▶ Your instructions:
Write out the listing below word for word.
BEGIN
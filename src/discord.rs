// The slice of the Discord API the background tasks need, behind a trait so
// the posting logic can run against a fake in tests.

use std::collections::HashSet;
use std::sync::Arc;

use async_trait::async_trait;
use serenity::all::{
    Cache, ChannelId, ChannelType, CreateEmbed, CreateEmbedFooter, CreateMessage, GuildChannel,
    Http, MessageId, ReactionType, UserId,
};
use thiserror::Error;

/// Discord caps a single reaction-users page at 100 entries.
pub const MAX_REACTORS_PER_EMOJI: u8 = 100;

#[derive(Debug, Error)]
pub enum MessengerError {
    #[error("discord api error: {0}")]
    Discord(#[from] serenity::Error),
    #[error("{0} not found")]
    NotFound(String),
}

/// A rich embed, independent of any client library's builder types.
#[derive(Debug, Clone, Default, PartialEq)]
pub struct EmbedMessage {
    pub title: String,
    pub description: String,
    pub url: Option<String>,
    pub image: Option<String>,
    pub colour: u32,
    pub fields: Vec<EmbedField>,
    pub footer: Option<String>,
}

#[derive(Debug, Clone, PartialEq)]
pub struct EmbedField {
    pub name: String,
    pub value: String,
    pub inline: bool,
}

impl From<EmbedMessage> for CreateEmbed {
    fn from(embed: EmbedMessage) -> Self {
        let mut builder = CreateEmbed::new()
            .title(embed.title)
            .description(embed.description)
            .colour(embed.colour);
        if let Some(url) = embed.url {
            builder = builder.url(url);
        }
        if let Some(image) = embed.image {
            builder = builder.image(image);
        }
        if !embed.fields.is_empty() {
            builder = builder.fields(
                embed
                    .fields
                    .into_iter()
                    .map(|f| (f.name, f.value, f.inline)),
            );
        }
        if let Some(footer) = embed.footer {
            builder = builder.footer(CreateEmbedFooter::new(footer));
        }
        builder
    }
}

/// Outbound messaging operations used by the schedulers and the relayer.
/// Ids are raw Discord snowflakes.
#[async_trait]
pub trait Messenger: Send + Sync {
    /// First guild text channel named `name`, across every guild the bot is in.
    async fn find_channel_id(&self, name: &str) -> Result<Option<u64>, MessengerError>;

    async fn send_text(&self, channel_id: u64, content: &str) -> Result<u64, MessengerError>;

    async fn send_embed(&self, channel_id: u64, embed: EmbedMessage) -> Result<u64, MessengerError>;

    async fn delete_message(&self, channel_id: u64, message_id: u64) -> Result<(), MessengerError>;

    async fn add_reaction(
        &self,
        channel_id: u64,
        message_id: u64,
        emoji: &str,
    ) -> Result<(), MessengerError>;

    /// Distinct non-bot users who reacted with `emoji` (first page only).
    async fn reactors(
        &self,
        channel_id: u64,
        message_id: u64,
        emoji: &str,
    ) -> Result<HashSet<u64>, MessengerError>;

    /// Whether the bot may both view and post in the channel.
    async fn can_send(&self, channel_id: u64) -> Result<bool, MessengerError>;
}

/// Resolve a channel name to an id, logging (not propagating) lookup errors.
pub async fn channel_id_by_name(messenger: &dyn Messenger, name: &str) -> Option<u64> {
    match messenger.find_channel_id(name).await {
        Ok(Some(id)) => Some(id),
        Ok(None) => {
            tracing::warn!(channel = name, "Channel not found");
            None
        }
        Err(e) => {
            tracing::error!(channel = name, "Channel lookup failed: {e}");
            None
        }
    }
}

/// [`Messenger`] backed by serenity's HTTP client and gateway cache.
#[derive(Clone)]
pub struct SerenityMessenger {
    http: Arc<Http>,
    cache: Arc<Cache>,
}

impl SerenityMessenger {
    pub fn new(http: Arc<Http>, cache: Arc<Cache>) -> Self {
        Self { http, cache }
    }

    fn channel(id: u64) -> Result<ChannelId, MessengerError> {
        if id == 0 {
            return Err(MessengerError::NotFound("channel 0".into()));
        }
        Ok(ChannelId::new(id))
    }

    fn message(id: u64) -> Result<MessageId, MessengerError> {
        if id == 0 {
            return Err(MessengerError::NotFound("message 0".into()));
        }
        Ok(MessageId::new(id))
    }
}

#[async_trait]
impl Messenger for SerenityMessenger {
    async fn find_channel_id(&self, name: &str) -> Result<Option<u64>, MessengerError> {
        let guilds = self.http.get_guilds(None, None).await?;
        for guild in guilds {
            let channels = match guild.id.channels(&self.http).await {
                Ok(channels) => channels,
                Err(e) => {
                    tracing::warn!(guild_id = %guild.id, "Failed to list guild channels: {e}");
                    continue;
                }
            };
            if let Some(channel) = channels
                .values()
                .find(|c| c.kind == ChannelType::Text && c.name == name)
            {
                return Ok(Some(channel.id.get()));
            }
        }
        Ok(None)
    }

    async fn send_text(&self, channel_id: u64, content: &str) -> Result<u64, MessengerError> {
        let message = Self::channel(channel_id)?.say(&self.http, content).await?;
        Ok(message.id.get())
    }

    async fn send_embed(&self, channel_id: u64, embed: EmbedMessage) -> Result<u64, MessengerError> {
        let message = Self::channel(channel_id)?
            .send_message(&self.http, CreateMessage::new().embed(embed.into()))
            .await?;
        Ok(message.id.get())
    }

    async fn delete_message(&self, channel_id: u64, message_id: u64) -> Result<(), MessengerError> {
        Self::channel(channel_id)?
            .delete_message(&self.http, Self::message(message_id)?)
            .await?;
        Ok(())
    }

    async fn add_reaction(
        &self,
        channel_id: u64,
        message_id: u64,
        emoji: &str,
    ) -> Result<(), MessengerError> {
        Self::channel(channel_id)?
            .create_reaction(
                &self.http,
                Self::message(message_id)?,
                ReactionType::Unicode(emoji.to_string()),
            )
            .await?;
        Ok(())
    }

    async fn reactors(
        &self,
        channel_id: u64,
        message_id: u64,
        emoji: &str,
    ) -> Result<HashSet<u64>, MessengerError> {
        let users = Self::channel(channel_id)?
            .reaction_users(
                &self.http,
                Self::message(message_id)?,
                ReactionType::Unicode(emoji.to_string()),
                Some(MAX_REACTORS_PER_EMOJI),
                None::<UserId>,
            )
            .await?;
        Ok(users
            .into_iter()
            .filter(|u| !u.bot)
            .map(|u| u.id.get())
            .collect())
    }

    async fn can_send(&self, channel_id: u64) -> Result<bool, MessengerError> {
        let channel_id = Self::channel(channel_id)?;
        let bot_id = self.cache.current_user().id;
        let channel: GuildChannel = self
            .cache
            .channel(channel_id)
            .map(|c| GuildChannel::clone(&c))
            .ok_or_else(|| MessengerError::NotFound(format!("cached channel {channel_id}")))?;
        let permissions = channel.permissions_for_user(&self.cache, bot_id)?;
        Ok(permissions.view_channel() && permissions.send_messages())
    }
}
END
▶ Answer space:
filename src/discord.rs
// The slice of the Discord API the background tasks need, behind a trait so
// the posting logic can run against a fake in tests.

use std::collections::HashSet;
use std::sync::Arc;

use async_trait::async_trait;
use serenity::all::{
    Cache, ChannelId, ChannelType, CreateEmbed, CreateEmbedFooter, CreateMessage, GuildChannel,
    Http, MessageId, ReactionType, UserId,
};
use thiserror::Error;

/// Discord caps a single reaction-users page at 100 entries.
pub const MAX_REACTORS_PER_EMOJI: u8 = 100;

#[derive(Debug, Error)]
pub enum MessengerError {
    #[error("discord api error: {0}")]
    Discord(#[from] serenity::Error),
    #[error("{0} not found")]
    NotFound(String),
}

/// A rich embed, independent of any client library's builder types.
#[derive(Debug, Clone, Default, PartialEq)]
pub struct EmbedMessage {
    pub title: String,
    pub description: String,
    pub url: Option<String>,
    pub image: Option<String>,
    pub colour: u32,
    pub fields: Vec<EmbedField>,
    pub footer: Option<String>,
}

#[derive(Debug, Clone, PartialEq)]
pub struct EmbedField {
    pub name: String,
    pub value: String,
    pub inline: bool,
}

impl From<EmbedMessage> for CreateEmbed {
    fn from(embed: EmbedMessage) -> Self {
        let mut builder = CreateEmbed::new()
            .title(embed.title)
            .description(embed.description)
            .colour(embed.colour);
        if let Some(url) = embed.url {
            builder = builder.url(url);
        }
        if let Some(image) = embed.image {
            builder = builder.image(image);
        }
        if !embed.fields.is_empty() {
            builder = builder.fields(
                embed
                    .fields
                    .into_iter()
                    .map(|f| (f.name, f.value, f.inline)),
            );
        }
        if let Some(footer) = embed.footer {
            builder = builder.footer(CreateEmbedFooter::new(footer));
        }
        builder
    }
}

/// Outbound messaging operations used by the schedulers and the relayer.
/// Ids are raw Discord snowflakes.
#[async_trait]
pub trait Messenger: Send + Sync {
    /// First guild text channel named `name`, across every guild the bot is in.
    async fn find_channel_id(&self, name: &str) -> Result<Option<u64>, MessengerError>;

    async fn send_text(&self, channel_id: u64, content: &str) -> Result<u64, MessengerError>;

    async fn send_embed(&self, channel_id: u64, embed: EmbedMessage) -> Result<u64, MessengerError>;

    async fn delete_message(&self, channel_id: u64, message_id: u64) -> Result<(), MessengerError>;

    async fn add_reaction(
        &self,
        channel_id: u64,
        message_id: u64,
        emoji: &str,
    ) -> Result<(), MessengerError>;

    /// Distinct non-bot users who reacted with `emoji` (first page only).
    async fn reactors(
        &self,
        channel_id: u64,
        message_id: u64,
        emoji: &str,
    ) -> Result<HashSet<u64>, MessengerError>;

    /// Whether the bot may both view and post in the channel.
    async fn can_send(&self, channel_id: u64) -> Result<bool, MessengerError>;
}

/// Resolve a channel name to an id, logging (not propagating) lookup errors.
pub async fn channel_id_by_name(messenger: &dyn Messenger, name: &str) -> Option<u64> {
    match messenger.find_channel_id(name).await {
        Ok(Some(id)) => Some(id),
        Ok(None) => {
            tracing::warn!(channel = name, "Channel not found");
            None
        }
        Err(e) => {
            tracing::error!(channel = name, "Channel lookup failed: {e}");
            None
        }
    }
}

/// [`Messenger`] backed by serenity's HTTP client and gateway cache.
#[derive(Clone)]
pub struct SerenityMessenger {
    http: Arc<Http>,
    cache: Arc<Cache>,
}

impl SerenityMessenger {
    pub fn new(http: Arc<Http>, cache: Arc<Cache>) -> Self {
        Self { http, cache }
    }

    fn channel(id: u64) -> Result<ChannelId, MessengerError> {
        if id == 0 {
            return Err(MessengerError::NotFound("channel 0".into()));
        }
        Ok(ChannelId::new(id))
    }

    fn message(id: u64) -> Result<MessageId, MessengerError> {
        if id == 0 {
            return Err(MessengerError::NotFound("message 0".into()));
        }
        Ok(MessageId::new(id))
    }
}

#[async_trait]
impl Messenger for SerenityMessenger {
    async fn find_channel_id(&self, name: &str) -> Result<Option<u64>, MessengerError> {
        let guilds = self.http.get_guilds(None, None).await?;
        for guild in guilds {
            let channels = match guild.id.channels(&self.http).await {
                Ok(channels) => channels,
                Err(e) => {
                    tracing::warn!(guild_id = %guild.id, "Failed to list guild channels: {e}");
                    continue;
                }
            };
            if let Some(channel) = channels
                .values()
                .find(|c| c.kind == ChannelType::Text && c.name == name)
            {
                return Ok(Some(channel.id.get()));
            }
        }
        Ok(None)
    }

    async fn send_text(&self, channel_id: u64, content: &str) -> Result<u64, MessengerError> {
        let message = Self::channel(channel_id)?.say(&self.http, content).await?;
        Ok(message.id.get())
    }

    async fn send_embed(&self, channel_id: u64, embed: EmbedMessage) -> Result<u64, MessengerError> {
        let message = Self::channel(channel_id)?
            .send_message(&self.http, CreateMessage::new().embed(embed.into()))
            .await?;
        Ok(message.id.get())
    }

    async fn delete_message(&self, channel_id: u64, message_id: u64) -> Result<(), MessengerError> {
        Self::channel(channel_id)?
            .delete_message(&self.http, Self::message(message_id)?)
            .await?;
        Ok(())
    }

    async fn add_reaction(
        &self,
        channel_id: u64,
        message_id: u64,
        emoji: &str,
    ) -> Result<(), MessengerError> {
        Self::channel(channel_id)?
            .create_reaction(
                &self.http,
                Self::message(message_id)?,
                ReactionType::Unicode(emoji.to_string()),
            )
            .await?;
        Ok(())
    }

    async fn reactors(
        &self,
        channel_id: u64,
        message_id: u64,
        emoji: &str,
    ) -> Result<HashSet<u64>, MessengerError> {
        let users = Self::channel(channel_id)?
            .reaction_users(
                &self.http,
                Self::message(message_id)?,
                ReactionType::Unicode(emoji.to_string()),
                Some(MAX_REACTORS_PER_EMOJI),
                None::<UserId>,
            )
            .await?;
        Ok(users
            .into_iter()
            .filter(|u| !u.bot)
            .map(|u| u.id.get())
            .collect())
    }

    async fn can_send(&self, channel_id: u64) -> Result<bool, MessengerError> {
        let channel_id = Self::channel(channel_id)?;
        let bot_id = self.cache.current_user().id;
        let channel: GuildChannel = self
            .cache
            .channel(channel_id)
            .map(|c| GuildChannel::clone(&c))
            .ok_or_else(|| MessengerError::NotFound(format!("cached channel {channel_id}")))?;
        let permissions = channel.permissions_for_user(&self.cache, bot_id)?;
        Ok(permissions.view_channel() && permissions.send_messages())
    }
}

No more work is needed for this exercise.